More examples of what you can find when you dig through the tons of data we throw off each day:
The New York Times recently published an interesting piece about how researchers are trawling through the millions of data points on online dating sites to better understand, well, love. As the piece notes, people will tell you one thing – but how they actually behave is far more interesting. Not to mention far more authentic.
Andrew T. Fiore, a data scientist at Facebook and a former visiting assistant professor at Michigan State University, said that unlike laboratory studies, “online dating provides an ecologically valid or true-to-life context for examining the risks, uncertainties and rewards of initiating real relationships with real people at an unprecedented scale.”
“As more and more of life happens online, it’s less and less the case that online is a vacuum,” he added. “It is life.”
And that’s the point about mining “data exhaust,” broadly. There’s lots of information we don’t intend to tell researchers, but digital trails are the byproduct of modern living – and because it’s digitized, it’s that much easier to obtain and analyze.
Researchers of online dating information, for example, how figured out what daters are more likely to lie about, what kind of men women are really looking for (and vice versa) and how often someone will date outside their race. And much more.
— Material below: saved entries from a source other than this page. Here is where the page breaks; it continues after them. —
//! OCR preprocessing: grayscale, adaptive histogram equalization, denoising.
//!
//! Chart screenshots come in with dark uneven backgrounds and anti-aliased
//! text; tesseract does much better on a contrast-stretched, denoised
//! grayscale version. No resizing or rotation is done, screenshots are
//! assumed upright at native resolution.

use image::{GrayImage, Luma};

use super::ChartImage;

/// Tunable preprocessing parameters with the defaults the recognizer was
/// calibrated against.
#[derive(Debug, Clone)]
pub struct PreprocessConfig {
    /// CLAHE contrast clip limit (relative, OpenCV convention).
    pub clahe_clip_limit: f32,
    /// CLAHE tile grid is `clahe_tiles` x `clahe_tiles`.
    pub clahe_tiles: u32,
    /// Non-local-means filtering strength (`h`). Higher removes more noise
    /// and more texture.
    pub denoise_strength: f32,
    /// Square patch side used for patch comparison. Must be odd.
    pub denoise_patch: u32,
    /// Square search window side around each pixel. Must be odd.
    pub denoise_search: u32,
}

impl Default for PreprocessConfig {
    fn default() -> Self {
        Self {
            clahe_clip_limit: 3.0,
            clahe_tiles: 8,
            denoise_strength: 10.0,
            denoise_patch: 7,
            denoise_search: 21,
        }
    }
}

/// Full legibility pipeline: grayscale, CLAHE, non-local-means denoise.
pub fn prepare_for_ocr(image: &ChartImage, config: &PreprocessConfig) -> GrayImage {
    let gray = image::DynamicImage::ImageRgb8(image.rgb().clone()).to_luma8();
    let equalized = clahe(&gray, config.clahe_clip_limit, config.clahe_tiles);
    nl_means_denoise(
        &equalized,
        config.denoise_strength,
        config.denoise_patch,
        config.denoise_search,
    )
}

/// Contrast-limited adaptive histogram equalization.
///
/// The image is divided into a `tiles` x `tiles` grid; each tile gets its own
/// clipped-histogram equalization mapping, and every pixel is remapped by
/// bilinear interpolation between the four surrounding tile mappings.
pub fn clahe(src: &GrayImage, clip_limit: f32, tiles: u32) -> GrayImage {
    let (width, height) = src.dimensions();
    if width == 0 || height == 0 || tiles == 0 {
        return src.clone();
    }

    let tile_w = width.div_ceil(tiles).max(1);
    let tile_h = height.div_ceil(tiles).max(1);
    let grid_x = width.div_ceil(tile_w);
    let grid_y = height.div_ceil(tile_h);

    let mut luts = vec![[0u8; 256]; (grid_x * grid_y) as usize];
    for ty in 0..grid_y {
        for tx in 0..grid_x {
            let x0 = tx * tile_w;
            let y0 = ty * tile_h;
            let x1 = (x0 + tile_w).min(width);
            let y1 = (y0 + tile_h).min(height);
            let area = ((x1 - x0) * (y1 - y0)) as u32;

            let mut hist = [0u32; 256];
            for y in y0..y1 {
                for x in x0..x1 {
                    hist[src.get_pixel(x, y)[0] as usize] += 1;
                }
            }

            // Clip the histogram and redistribute the excess across all bins.
            let limit = ((clip_limit * area as f32 / 256.0).max(1.0)) as u32;
            let mut excess = 0u32;
            for bin in hist.iter_mut() {
                if *bin > limit {
                    excess += *bin - limit;
                    *bin = limit;
                }
            }
            let spread = excess / 256;
            let remainder = excess % 256;
            for (i, bin) in hist.iter_mut().enumerate() {
                *bin += spread + u32::from((i as u32) < remainder);
            }

            // Cumulative mapping scaled to the full output range.
            let scale = 255.0 / area as f32;
            let lut = &mut luts[(ty * grid_x + tx) as usize];
            let mut cumulative = 0u32;
            for (value, entry) in lut.iter_mut().enumerate() {
                cumulative += hist[value];
                *entry = (cumulative as f32 * scale).round().min(255.0) as u8;
            }
        }
    }

    let mut out = GrayImage::new(width, height);
    for y in 0..height {
        // Position in tile-center coordinates, clamped to the grid.
        let gy = ((y as f32 + 0.5) / tile_h as f32 - 0.5).clamp(0.0, (grid_y - 1) as f32);
        let ty0 = gy.floor() as u32;
        let ty1 = (ty0 + 1).min(grid_y - 1);
        let fy = gy - ty0 as f32;

        for x in 0..width {
            let gx = ((x as f32 + 0.5) / tile_w as f32 - 0.5).clamp(0.0, (grid_x - 1) as f32);
            let tx0 = gx.floor() as u32;
            let tx1 = (tx0 + 1).min(grid_x - 1);
            let fx = gx - tx0 as f32;

            let value = src.get_pixel(x, y)[0] as usize;
            let top_left = luts[(ty0 * grid_x + tx0) as usize][value] as f32;
            let top_right = luts[(ty0 * grid_x + tx1) as usize][value] as f32;
            let bottom_left = luts[(ty1 * grid_x + tx0) as usize][value] as f32;
            let bottom_right = luts[(ty1 * grid_x + tx1) as usize][value] as f32;

            let top = top_left + (top_right - top_left) * fx;
            let bottom = bottom_left + (bottom_right - bottom_left) * fx;
            let mapped = top + (bottom - top) * fy;
            out.put_pixel(x, y, Luma([mapped.round().clamp(0.0, 255.0) as u8]));
        }
    }
    out
}

/// Non-local-means denoising.
///
/// Each output pixel is a weighted average of the pixels in its search
/// window, weighted by patch similarity: `w = exp(-d2 / h^2)` where `d2` is
/// the mean squared difference between the two patches. Per search
/// displacement, patch distances come from an integral image of squared
/// differences, so the cost is independent of the patch size. Coordinates
/// past the image border are clamped.
pub fn nl_means_denoise(src: &GrayImage, h: f32, patch: u32, search: u32) -> GrayImage {
    let (width, height) = src.dimensions();
    if width == 0 || height == 0 || h <= 0.0 {
        return src.clone();
    }

    let w = width as i64;
    let rows = height as i64;
    let patch_r = (patch.max(1) / 2) as i64;
    let search_r = (search.max(1) / 2) as i64;
    let h2 = h * h;

    let pixel = |x: i64, y: i64| -> f32 {
        let cx = x.clamp(0, w - 1) as u32;
        let cy = y.clamp(0, rows - 1) as u32;
        src.get_pixel(cx, cy)[0] as f32
    };

    let len = (w * rows) as usize;
    let mut weighted = vec![0.0f32; len];
    let mut weights = vec![0.0f32; len];

    // integral[(y+1)*stride + (x+1)] = sum of squared differences over
    // [0..=x, 0..=y] for the current displacement. Row 0 and column 0 stay
    // zero across rebuilds.
    let stride = (w + 1) as usize;
    let mut integral = vec![0.0f64; stride * (rows + 1) as usize];

    for dy in -search_r..=search_r {
        for dx in -search_r..=search_r {
            for y in 0..rows {
                let mut row_sum = 0.0f64;
                for x in 0..w {
                    let diff = (pixel(x, y) - pixel(x + dx, y + dy)) as f64;
                    row_sum += diff * diff;
                    integral[(y + 1) as usize * stride + (x + 1) as usize] =
                        integral[y as usize * stride + (x + 1) as usize] + row_sum;
                }
            }

            for y in 0..rows {
                let y0 = (y - patch_r).max(0);
                let y1 = (y + patch_r).min(rows - 1);
                for x in 0..w {
                    let x0 = (x - patch_r).max(0);
                    let x1 = (x + patch_r).min(w - 1);
                    let area = ((x1 - x0 + 1) * (y1 - y0 + 1)) as f64;
                    let sum = integral[(y1 + 1) as usize * stride + (x1 + 1) as usize]
                        - integral[y0 as usize * stride + (x1 + 1) as usize]
                        - integral[(y1 + 1) as usize * stride + x0 as usize]
                        + integral[y0 as usize * stride + x0 as usize];
                    let d2 = (sum / area) as f32;
                    let weight = (-d2 / h2).exp();
                    let idx = (y * w + x) as usize;
                    weighted[idx] += weight * pixel(x + dx, y + dy);
                    weights[idx] += weight;
                }
            }
        }
    }

    let mut out = GrayImage::new(width, height);
    for y in 0..rows {
        for x in 0..w {
            let idx = (y * w + x) as usize;
            let value = if weights[idx] > 0.0 {
                weighted[idx] / weights[idx]
            } else {
                pixel(x, y)
            };
            out.put_pixel(
                x as u32,
                y as u32,
                Luma([value.round().clamp(0.0, 255.0) as u8]),
            );
        }
    }
    out
}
Such deep dives into big data aren’t simply confined to matters of the heart, of course; they can also go into the spine and other parts of the body, as The Wall Street Journal’s great series on Medicare abuse documented last year. Digging through a huge trove of billings data allowed the paper to find anomalies they could dig into, uncovering cases of fraud.
The potential for finding gems in just haystacks of data is clear; but it does need people with skills and a desire to find them.
But a central problem is that Medicare hasn’t fully exploited its most valuable resource: its claims database, a computerized record of every claim submitted and every dollar paid out.
“That’s really the crux of the issue,” said Kimberly Brandt, who led Medicare’s antifraud efforts from 2004 through June of this year. She said the program is “definitely on the right path” to making better use of its database, “but it’s not going to be a flip of the switch or an easy transition.”
And, of course, there’s also the flip side of all that data – often public information – out there and how it can be analyzed to reveal things that perhaps shouldn’t be revealed. Another NYT story shows how smart algorithms can surface information we don’t particularly want surfaced – in this case, the identities of a blogger’s children. It focuses on how Klout, a site that figures out how influential you are on the social web, created a page for a blogger Maggie Leifer McGary’s 13-year-old son simply because she was his Facebook friend.
The Klout kerfuffle is a parable of what can happen when you have an active digital social life. Not only do you leave your own digital footprints everywhere, but you can also drag your online friends with you from site to site, even if they have no interest in going there.
There’s almost certainly a debate coming about how best to regulate or deal with a world where so much can be known about us. Who knows how that discussion will play out, but in the meantime, we’re already living that brave new world.